The present study showed that the amount of sCD14 was five times greater in the parotid saliva of GT patients and four times greater in the saliva of controls than the amounts found in unstimulated saliva. The more prominent increase in sCD14 in parotid saliva may be explained by the fact that the secretion of sCD14 is mainly confined to serous cells, which are a rich source of sCD14 [Citation20]. Moreover, sCD14 can be absorbed by oral bacteria, mainly S salivarius, which further supports the result of the study that sCD14 in unstimulated saliva mainly attach to oral bacteria after reaching the mucosal and dental surfaces [Citation20].

CD14 is predominantly expressed by immune cells such as monocytes, macrophages, and antigen-presenting cells, but also by non-immune cells, including epithelial cells [Citation22]. Intriguingly, it appears that the cell type expressing CD14 specifies its functional activity [Citation14]. sCD14 increases the macrophage and neutrophil response to lipopolysaccharide (LPS) 50 to100 times, compared with LPS alone [Citation12]. sCD14 binds to LPS-binding protein (LBP) in plasma, thereby controlling the activation of neutrophils [Citation27]. However, the LBP levels in saliva are below the detection level, and elevated levels of sCD14 may therefore activate the neutrophil and inflammatory response in the oral mucosa [Citation17].
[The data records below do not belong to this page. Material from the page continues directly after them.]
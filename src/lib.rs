//! # groupspace
//!
//! Client-side core for a social group-management application built on a
//! hosted backend-as-a-service: authentication, profiles, groups, posts and
//! follows.
//!
//! The interesting piece is [`auth::SessionSync`], which mirrors the auth
//! service's session stream into a published [`auth::AuthViewState`] and
//! drives login redirects. Everything under [`services`] is a thin typed
//! wrapper over one REST call each.

pub mod auth;
pub mod backend;
pub mod config;
pub mod nav;
pub mod services;

#[cfg(test)]
pub mod test_helpers;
Recently, mutations in the IL-36RN gene for GT have been reported, where the mutation caused over-expression of IL-36 in the lingual mucosa [Citation28]. Elevated levels of IL-36 have been shown to upregulate the expression of CD14 in psoriasis and thereby enhancing the inflammatory response of cells to the local microbiota [Citation29,Citation30]. The genetic and environmental determinants of sCD14 are largely unknown, although its expression appears to be regulated at the genetic level in a cell type-specific manner [Citation31].

In conclusion, the present study showed increased salivary levels of sCD14 in patients with GT. Further studies are needed to elucidate whether the increased levels of sCD14 have any association with papillary atrophy and neutrophil infiltration in GT.

Author contributions

H. Cevik-Aras contributed to the design of the study, laboratory work, data analysis, and writing of the manuscript. A. Dafar took part in the sampling of the research material, data analysis, and critically revised the manuscript.

Acknowledgments

The study was financed by the Västra Götaland Region, Sweden.

Disclosure statement

The authors report no conflict of interest.

Additional information

Funding

The study was financed by the Västra Götaland Region, Sweden.